» **DATA TO PROCESS**:
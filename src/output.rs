//! # Output Configuration
//!
//! Controls how the CLI talks to the terminal: colors, emoji markers, and
//! progress spinners.
//!
//! ## Respecting User Preferences
//!
//! - `--color=never|always|auto` - CLI flag for color control
//! - `NO_COLOR` - Disables colors when set (per https://no-color.org/)
//! - `CLICOLOR=0` - Disables colors
//! - `CLICOLOR_FORCE=1` - Forces colors even in non-TTY
//! - `TERM=dumb` - Disables colors for dumb terminals
//!
//! Spinners are drawn on stderr, and only when stderr is a terminal, so
//! `--json` output on stdout stays machine-readable.

use std::env;
use std::time::Duration;

use indicatif::{ProgressBar, ProgressStyle};

/// Output configuration for controlling colors, emojis and spinners.
#[derive(Debug, Clone)]
pub struct OutputConfig {
    /// Whether colors and emojis should be used in output.
    pub use_color: bool,
    /// Whether progress spinners should be drawn.
    pub show_progress: bool,
}

impl OutputConfig {
    /// Create an output configuration from environment and the `--color` flag.
    ///
    /// In auto mode, colors are disabled if `NO_COLOR` is set (any value),
    /// `CLICOLOR=0`, `TERM=dumb`, or stdout is not a TTY (unless
    /// `CLICOLOR_FORCE=1`).
    pub fn from_env_and_flag(color_flag: &str) -> Self {
        let use_color = match color_flag.to_lowercase().as_str() {
            "always" => true,
            "never" => false,
            _ => Self::detect_color_support(),
        };

        Self {
            use_color,
            show_progress: console::Term::stderr().is_term(),
        }
    }

    fn detect_color_support() -> bool {
        // The presence of the variable (even if empty) disables colors
        if env::var_os("NO_COLOR").is_some() {
            return false;
        }

        if env::var("CLICOLOR").is_ok_and(|v| v == "0") {
            return false;
        }

        if env::var("CLICOLOR_FORCE").is_ok_and(|v| v != "0" && !v.is_empty()) {
            return true;
        }

        if env::var("TERM").is_ok_and(|v| v == "dumb") {
            return false;
        }

        console::Term::stdout().features().colors_supported()
    }

    /// Suppresses spinners, for machine-readable output.
    pub fn quiet(mut self) -> Self {
        self.show_progress = false;
        self
    }

    #[cfg(test)]
    pub fn with_color() -> Self {
        Self {
            use_color: true,
            show_progress: false,
        }
    }

    #[cfg(test)]
    pub fn without_color() -> Self {
        Self {
            use_color: false,
            show_progress: false,
        }
    }
}

impl Default for OutputConfig {
    fn default() -> Self {
        Self::from_env_and_flag("auto")
    }
}

/// Returns the emoji when colors are enabled, the plain marker otherwise.
///
/// ```rust,ignore
/// let config = OutputConfig::from_env_and_flag("auto");
/// println!("{} Added actions/checkout", emoji(&config, "✅", "[OK]"));
/// ```
pub fn emoji<'a>(config: &OutputConfig, emoji_str: &'a str, plain: &'a str) -> &'a str {
    if config.use_color {
        emoji_str
    } else {
        plain
    }
}

/// Starts a spinner with `message`, or a hidden bar when progress is off.
///
/// Finish it with `finish_and_clear` before printing results.
pub fn spinner(config: &OutputConfig, message: impl Into<String>) -> ProgressBar {
    if !config.show_progress {
        return ProgressBar::hidden();
    }
    let bar = ProgressBar::new_spinner();
    if let Ok(style) = ProgressStyle::with_template("{spinner} {msg}") {
        bar.set_style(style);
    }
    bar.set_message(message.into());
    bar.enable_steady_tick(Duration::from_millis(100));
    bar
}

#[cfg(test)]
mod tests {
    use super::*;

    #[test]
    fn test_color_always() {
        let config = OutputConfig::from_env_and_flag("always");
        assert!(config.use_color);
    }

    #[test]
    fn test_color_never() {
        let config = OutputConfig::from_env_and_flag("never");
        assert!(!config.use_color);
    }

    #[test]
    fn test_emoji_helper() {
        assert_eq!(emoji(&OutputConfig::with_color(), "✅", "[OK]"), "✅");
        assert_eq!(emoji(&OutputConfig::without_color(), "✅", "[OK]"), "[OK]");
    }

    #[test]
    fn test_quiet_hides_spinner() {
        let config = OutputConfig::from_env_and_flag("never").quiet();
        assert!(!config.show_progress);
        assert!(spinner(&config, "Resolving").is_hidden());
    }
}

» **WORK INSTRUCTIONS**:
Find each line in the listing above that contains "ProgressStyle", and copy that line.

» **SOLUTION TO THE PROBLEM**:
use indicatif::{ProgressBar, ProgressStyle};
    if let Ok(style) = ProgressStyle::with_template("{spinner} {msg}") {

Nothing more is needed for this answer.